Prophecy beliefs find wide hearing in contemporary Greek Orthodoxy

In recent years, prophecies recycled through modern means of communication have proliferated in Greece and Cyprus, where conservative moral values and nationalist aspirations have been promoted as an answer to influxes of refugees and financial and health crises. Writing in Social Compass (March), Efstathios Kessareas (University of Erfurt) reports that the producers of such discourses—both clerics and laypeople—do not claim to receive direct revelations from God, but see themselves as “prophetologists,” active in interpreting and disseminating prophecies to the public. Their discourses refer to signs of the times, to specific prophecies received from various (late) holy men, and to a salvific divine plan for bringing mankind back on the right path, emphasizing the role of the Greek Orthodox nation. Current events, such as the pandemic crisis, are getting integrated into the prophetic scenario, “fueling contemporary conspirational thinking.”

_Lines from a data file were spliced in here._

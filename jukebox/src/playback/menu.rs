//! Navigation models for the settings menu, the game browser and the
//! on-screen keyboard. Pure selection state; actions are applied by the
//! orchestrator.

use super::library::GameEntry;

#[derive(Clone, Copy, Debug, Eq, PartialEq)]
pub enum Overlay {
    Browser,
    Settings,
    GameBrowser,
    Keyboard,
}

pub fn wrap_index(current: usize, delta: i32, len: usize) -> usize {
    if len == 0 {
        return 0;
    }
    let len = len as i64;
    (current as i64 + delta as i64).rem_euclid(len) as usize
}

#[derive(Clone, Copy, Debug, Eq, PartialEq)]
pub enum SettingsItem {
    DisplayMode,
    Volume,
    Games,
    Back,
}

pub const SETTINGS_ITEMS: [SettingsItem; 4] = [
    SettingsItem::DisplayMode,
    SettingsItem::Volume,
    SettingsItem::Games,
    SettingsItem::Back,
];

#[derive(Clone, Copy, Debug, Default, Eq, PartialEq)]
pub struct SettingsMenu {
    selected: usize,
}

impl SettingsMenu {
    pub fn selected(&self) -> usize {
        self.selected
    }

    pub fn selected_item(&self) -> SettingsItem {
        SETTINGS_ITEMS[self.selected]
    }

    pub fn move_by(&mut self, delta: i32) {
        self.selected = wrap_index(self.selected, delta, SETTINGS_ITEMS.len());
    }

    pub fn reset(&mut self) {
        self.selected = 0;
    }
}

#[derive(Clone, Debug, Eq, PartialEq)]
pub enum BrowserEntry {
    Search,
    Game(usize),
}

/// Lists games matching `filter`; entry 0 is always "Search".
#[derive(Clone, Debug, Default, Eq, PartialEq)]
pub struct GameBrowser {
    selected: usize,
    filter: String,
}

impl GameBrowser {
    pub fn filter(&self) -> &str {
        &self.filter
    }

    pub fn set_filter(&mut self, filter: String) {
        self.filter = filter;
        self.selected = 0;
    }

    pub fn selected(&self) -> usize {
        self.selected
    }

    pub fn entries(&self, games: &[GameEntry]) -> Vec<BrowserEntry> {
        let needle = self.filter.to_lowercase();
        let mut entries = vec![BrowserEntry::Search];
        entries.extend(
            games
                .iter()
                .enumerate()
                .filter(|(_, game)| {
                    needle.is_empty()
                        || game.name.to_lowercase().contains(&needle)
                })
                .map(|(index, _)| BrowserEntry::Game(index)),
        );
        entries
    }

    pub fn move_by(&mut self, delta: i32, games: &[GameEntry]) {
        let len = self.entries(games).len();
        self.selected = wrap_index(self.selected, delta, len);
    }

    pub fn selected_entry(&self, games: &[GameEntry]) -> BrowserEntry {
        self.entries(games)
            .get(self.selected)
            .cloned()
            .unwrap_or(BrowserEntry::Search)
    }
}

const KEYBOARD_CHARS: &str = "ABCDEFGHIJKLMNOPQRSTUVWXYZ0123456789 ";

#[derive(Clone, Copy, Debug, Eq, PartialEq)]
pub enum Key {
    Char(char),
    Delete,
    Done,
}

impl Key {
    pub fn label(self) -> String {
        match self {
            Key::Char(' ') => "SPACE".to_string(),
            Key::Char(c) => c.to_string(),
            Key::Delete => "DEL".to_string(),
            Key::Done => "OK".to_string(),
        }
    }
}

pub fn keyboard_keys() -> Vec<Key> {
    KEYBOARD_CHARS
        .chars()
        .map(Key::Char)
        .chain([Key::Delete, Key::Done])
        .collect()
}

#[derive(Clone, Copy, Debug, Eq, PartialEq)]
pub enum KeyOutcome {
    Editing,
    Confirmed,
}

#[derive(Clone, Debug, Default, Eq, PartialEq)]
pub struct VirtualKeyboard {
    selected: usize,
    text: String,
}

impl VirtualKeyboard {
    pub fn open(initial: &str) -> Self {
        Self {
            selected: 0,
            text: initial.to_string(),
        }
    }

    pub fn text(&self) -> &str {
        &self.text
    }

    pub fn selected(&self) -> usize {
        self.selected
    }

    pub fn move_by(&mut self, delta: i32) {
        self.selected = wrap_index(self.selected, delta, keyboard_keys().len());
    }

    pub fn press(&mut self) -> KeyOutcome {
        match keyboard_keys()[self.selected] {
            Key::Char(c) => {
                self.text.push(c);
                KeyOutcome::Editing
            }
            Key::Delete => {
                self.text.pop();
                KeyOutcome::Editing
            }
            Key::Done => KeyOutcome::Confirmed,
        }
    }
}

Greek Orthodox Priests at Monastery of Saint John’s (source: Jakobthurn, Wikimedia Commons).

The consequences of crises and the perception of threats to religious and national identities have stimulated prophetic beliefs. Current events are understood as having been predicted a long time ago. Kessareas also sees some specific Orthodox factors making people receptive to such beliefs. “In the Orthodox cosmos of spirits, angels, and saints miraculous intervention is taken for granted. What is more, it is used as an explanatory framework for every historical event,” he writes. The Internet plays an important role in the circulation of prophecies to larger audiences, even among those not attending church. They “oppose secular culture by using the same means and strategies,” ironically contributing in various ways to the very secularization that they denounce, according to Kessareas. For “prophetologists,” the public stance of the official church does not go far enough, because it is too inclined to accept compromises. The fact that the Holy Synod of the Church of Greece issued an encyclical in 2022 against “false prophets” bears witness to “the proliferation of such agents within the ranks of the church.”